Iowans are justifiably proud of the five Sullivan brothers from Waterloo who served and gave their lives for their country in the Navy during World War II. Iowans should also be proud of the nine members of the Patten family who served their country in the Navy during the same war.
The Patten family was living on a farm in Cook township near Odebolt when they attracted nation-wide attention for having six sons in the Navy. Two more sons and the father, Floyd Patten, joined later on, making a total of 9 members from the same family to serve at once in the U.S. Navy.
The editors of the Odebolt History Pages are proud to present history, photos and information on this famous family and have been working with Dale Sporleder, a nephew of the brothers, for several years to make this information available.
Book on the Patten Brothers Now Available!
Clarence Floyd Patten, III (Col., U.S.M.C., retired) and Dale E. Sporleder, nephews and grandsons of the
Patten brothers and their father have published a book, 124 Years
Before The Navy Mast - The Patten Family.

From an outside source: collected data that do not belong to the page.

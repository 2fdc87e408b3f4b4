//! Per-job performance statistics.

use std::fmt;
use std::time::{Duration, SystemTime};

/// Counters updated in place while a job runs.
///
/// Which fields move depends on the job family: the delta job drives the
/// literal/copy/match counters, the signature jobs count blocks, and every
/// job tracks total bytes in and out.
#[derive(Clone, Debug)]
pub struct Stats {
    /// Name of the operation, e.g. `"delta"`.
    pub op: &'static str,
    /// Number of literal commands emitted or consumed.
    pub lit_cmds: u64,
    /// Number of literal payload bytes.
    pub lit_bytes: u64,
    /// Bytes spent on literal command headers.
    pub lit_cmdbytes: u64,
    /// Number of copy commands emitted or consumed.
    pub copy_cmds: u64,
    /// Number of bytes covered by copy commands.
    pub copy_bytes: u64,
    /// Bytes spent on copy command headers.
    pub copy_cmdbytes: u64,
    /// Block matches found while scanning (before coalescing).
    pub matches: u64,
    /// Weak-sum hits that failed strong-sum confirmation.
    pub false_matches: u64,
    /// Blocks described by the signature.
    pub sig_blocks: u64,
    /// Block length in effect, in bytes.
    pub block_len: u32,
    /// Total bytes consumed from the input buffers.
    pub in_bytes: u64,
    /// Total bytes produced into the output buffers.
    pub out_bytes: u64,
    /// Wall-clock time the job was created.
    pub start: SystemTime,
    /// Wall-clock time the job finished, once it has.
    pub end: Option<SystemTime>,
}

impl Stats {
    pub(crate) fn new(op: &'static str) -> Self {
        Self {
            op,
            lit_cmds: 0,
            lit_bytes: 0,
            lit_cmdbytes: 0,
            copy_cmds: 0,
            copy_bytes: 0,
            copy_cmdbytes: 0,
            matches: 0,
            false_matches: 0,
            sig_blocks: 0,
            block_len: 0,
            in_bytes: 0,
            out_bytes: 0,
            start: SystemTime::now(),
            end: None,
        }
    }

    pub(crate) fn mark_finished(&mut self) {
        if self.end.is_none() {
            self.end = Some(SystemTime::now());
        }
    }

    /// Wall-clock duration from creation to completion, if finished.
    #[must_use]
    pub fn elapsed(&self) -> Option<Duration> {
        self.end.and_then(|end| end.duration_since(self.start).ok())
    }
}

impl fmt::Display for Stats {
    fn fmt(&self, f: &mut fmt::Formatter<'_>) -> fmt::Result {
        write!(
            f,
            "{} statistics: literal[{} cmds, {} bytes, {} cmdbytes] \
             copy[{} cmds, {} bytes, {} cmdbytes, {} false] \
             signature[{} blocks, {} block_len] in {} bytes, out {} bytes",
            self.op,
            self.lit_cmds,
            self.lit_bytes,
            self.lit_cmdbytes,
            self.copy_cmds,
            self.copy_bytes,
            self.copy_cmdbytes,
            self.false_matches,
            self.sig_blocks,
            self.block_len,
            self.in_bytes,
            self.out_bytes,
        )
    }
}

The book fuses history and genealogy in a scholarly manner with engaging storytelling including an account of their ancestors coming to America, orphan trains, life during the Depression, and Navy episodes and escapades. The book intertwines family lore narratives with historical battle accounts to amplify an understanding of history and the Patten family.
The book may be ordered over the Internet at
5089 Huntington Drive
Carmel, IN 46033.
Dale Sporleder may be contacted at 317-508-7761. Other information on the Patten family is available at www.pattenpending.com .
(Posted with permission from Odebolt's newspaper, The Chronicle, and the author, Dale Sporleder, nephew of the Patten brothers. Those wishing reprint rights should contact The Chronicle, Box 485, Odebolt, Iowa 51458; phone 712-668-2253, or via email at .)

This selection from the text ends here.